Three substantive issues .
1.
The touch bar is driven by the T-series chip. The main application processor and GPU draw into a RAM framebuffer and the T-series copies it over and present it to the screen (and handles the touch/GUI interactions and sends that back). So essentially would need something priced akin to an Apple watch in the keyboard. ( that the other functions of the T2 can't be decoupled so you would have to duplicate the whole thing into the keyboard.)
Part of the reason for the 'copy RAM frame buffer" move is that the mobile iGPUs Apple used didn't have the DisplayPort (DP) stream to drive the touch bar to spare after provisioning the lid screen and the DP to the Thunderbolt ports.
So then you'd have to put the cost of the typical Apple keyboard on top of that. Quite doubtful few would by it
.
$99 ( Magic keyboard
https://www.apple.com/shop/product/MLA22LL/A/magic-keyboard-us-english )
$199-250 ( Apple Watch )
$299-350 Keyboard. (probably more because that is probably not a big enough battery if wireless).

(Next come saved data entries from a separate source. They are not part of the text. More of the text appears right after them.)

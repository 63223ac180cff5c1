use std::collections::{HashMap, HashSet};

use chrono::NaiveDate;
use sea_orm::{
    ActiveValue, DatabaseTransaction, QueryFilter, QueryOrder, TransactionTrait, prelude::*,
};
use uuid::Uuid;

use crate::{
    EngineError, MealDay, MealEntry, ResultEngine, meal_days, meal_entries,
    util::ensure_date_in_month,
};

use super::{Engine, with_tx};

/// Reject duplicated members and sheets without a single meal.
fn validate_entries(entries: &[MealEntry]) -> ResultEngine<()> {
    let mut seen = HashSet::new();
    for entry in entries {
        if !seen.insert(entry.member_id) {
            return Err(EngineError::InvalidArgument(format!(
                "member {} listed twice",
                entry.member_id
            )));
        }
    }
    if entries.iter().all(|entry| entry.meals.is_empty()) {
        return Err(EngineError::InvalidAmount(
            "at least one meal is required".to_string(),
        ));
    }
    Ok(())
}

impl Engine {
    async fn insert_entries(
        &self,
        db: &DatabaseTransaction,
        meal_day_id: Uuid,
        entries: &[MealEntry],
    ) -> ResultEngine<()> {
        let models: Vec<meal_entries::ActiveModel> = entries
            .iter()
            .filter(|entry| !entry.meals.is_empty())
            .map(|entry| meal_entries::ActiveModel::from_entry(meal_day_id, entry))
            .collect();
        meal_entries::Entity::insert_many(models).exec(db).await?;
        Ok(())
    }

    /// Meal days of a month with their entries, ordered by date.
    pub(super) async fn meal_days_of_month(
        &self,
        db: &DatabaseTransaction,
        month_id: Uuid,
    ) -> ResultEngine<Vec<MealDay>> {
        let day_models = meal_days::Entity::find()
            .filter(meal_days::Column::MonthId.eq(month_id.to_string()))
            .order_by_asc(meal_days::Column::Date)
            .all(db)
            .await?;
        if day_models.is_empty() {
            return Ok(Vec::new());
        }

        let entry_models = meal_entries::Entity::find()
            .filter(meal_entries::Column::MealDayId.is_in(day_models.iter().map(|d| d.id.clone())))
            .order_by_asc(meal_entries::Column::MemberId)
            .all(db)
            .await?;
        let mut by_day: HashMap<String, Vec<meal_entries::Model>> = HashMap::new();
        for entry in entry_models {
            by_day.entry(entry.meal_day_id.clone()).or_default().push(entry);
        }

        day_models
            .into_iter()
            .map(|day| {
                let entries = by_day.remove(&day.id).unwrap_or_default();
                MealDay::try_from((day, entries))
            })
            .collect()
    }

    /// Record the meals of one date.
    ///
    /// Members with no meal that day may be listed; they are not stored.
    pub async fn record_meal_day(
        &self,
        mess_id: Uuid,
        month_id: Uuid,
        date: NaiveDate,
        entries: &[MealEntry],
        user_id: &str,
    ) -> ResultEngine<Uuid> {
        validate_entries(entries)?;
        let meal_day_id = Uuid::new_v4();
        with_tx!(self, |db_tx| {
            self.require_mess(&db_tx, mess_id, user_id).await?;
            let month = self.require_month(&db_tx, mess_id, month_id).await?;
            ensure_date_in_month(date, &month.code)?;
            self.require_members(&db_tx, mess_id, entries.iter().map(|e| e.member_id))
                .await?;

            let exists = meal_days::Entity::find()
                .filter(meal_days::Column::MonthId.eq(month_id.to_string()))
                .filter(meal_days::Column::Date.eq(date))
                .one(&db_tx)
                .await?
                .is_some();
            if exists {
                return Err(EngineError::ExistingKey(format!("meals of {date}")));
            }

            meal_days::ActiveModel {
                id: ActiveValue::Set(meal_day_id.to_string()),
                mess_id: ActiveValue::Set(mess_id.to_string()),
                month_id: ActiveValue::Set(month_id.to_string()),
                date: ActiveValue::Set(date),
            }
            .insert(&db_tx)
            .await?;
            self.insert_entries(&db_tx, meal_day_id, entries).await?;

            tracing::info!(%mess_id, %meal_day_id, %date, "meals recorded");
            Ok(meal_day_id)
        })
    }

    /// Replace every entry of a meal day.
    pub async fn update_meal_day(
        &self,
        mess_id: Uuid,
        meal_day_id: Uuid,
        entries: &[MealEntry],
        user_id: &str,
    ) -> ResultEngine<()> {
        validate_entries(entries)?;
        with_tx!(self, |db_tx| {
            self.require_mess(&db_tx, mess_id, user_id).await?;
            self.require_meal_day(&db_tx, mess_id, meal_day_id).await?;
            self.require_members(&db_tx, mess_id, entries.iter().map(|e| e.member_id))
                .await?;

            meal_entries::Entity::delete_many()
                .filter(meal_entries::Column::MealDayId.eq(meal_day_id.to_string()))
                .exec(&db_tx)
                .await?;
            self.insert_entries(&db_tx, meal_day_id, entries).await?;
            Ok(())
        })
    }

    pub async fn delete_meal_day(
        &self,
        mess_id: Uuid,
        meal_day_id: Uuid,
        user_id: &str,
    ) -> ResultEngine<()> {
        with_tx!(self, |db_tx| {
            self.require_mess(&db_tx, mess_id, user_id).await?;
            self.require_meal_day(&db_tx, mess_id, meal_day_id).await?;

            meal_entries::Entity::delete_many()
                .filter(meal_entries::Column::MealDayId.eq(meal_day_id.to_string()))
                .exec(&db_tx)
                .await?;
            meal_days::Entity::delete_by_id(meal_day_id.to_string())
                .exec(&db_tx)
                .await?;
            Ok(())
        })
    }

    pub async fn meal_day(
        &self,
        mess_id: Uuid,
        meal_day_id: Uuid,
        user_id: &str,
    ) -> ResultEngine<MealDay> {
        with_tx!(self, |db_tx| {
            self.require_mess(&db_tx, mess_id, user_id).await?;
            let day = self.require_meal_day(&db_tx, mess_id, meal_day_id).await?;
            let entries = meal_entries::Entity::find()
                .filter(meal_entries::Column::MealDayId.eq(day.id.clone()))
                .order_by_asc(meal_entries::Column::MemberId)
                .all(&db_tx)
                .await?;
            MealDay::try_from((day, entries))
        })
    }

    /// Meal days of a month, ordered by date.
    pub async fn list_meal_days(
        &self,
        mess_id: Uuid,
        month_id: Uuid,
        user_id: &str,
    ) -> ResultEngine<Vec<MealDay>> {
        with_tx!(self, |db_tx| {
            self.require_mess(&db_tx, mess_id, user_id).await?;
            self.require_month(&db_tx, mess_id, month_id).await?;
            self.meal_days_of_month(&db_tx, month_id).await
        })
    }
}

( pretty much in the zone of an iPad 8th generation and sidecar. )
2. Apple doesn't do any wired keyboards . Bandwidth and battery.
Bluetooth LE isn't really designed for video signal traffic. The iPad Sidecar Touch Bar can work wireless , but the iPad has a battery much bigger than a keyboard to run the connection over full fledged Wi-Fi=point-to-point.
Wired? sure that could change things , but that somewhere Apple wasn't willing to go. 'Air' everything. ( But USB 3.1-3.2 could pump the limited video data and the keyboard traffic and draw power from the host system. )
3.
The other issue is that the Touch ID has typically gone with the Touch Bar. I suppose could unique pair and encrypt the touch ID info but not quite as secure as fixed connections internal to the system.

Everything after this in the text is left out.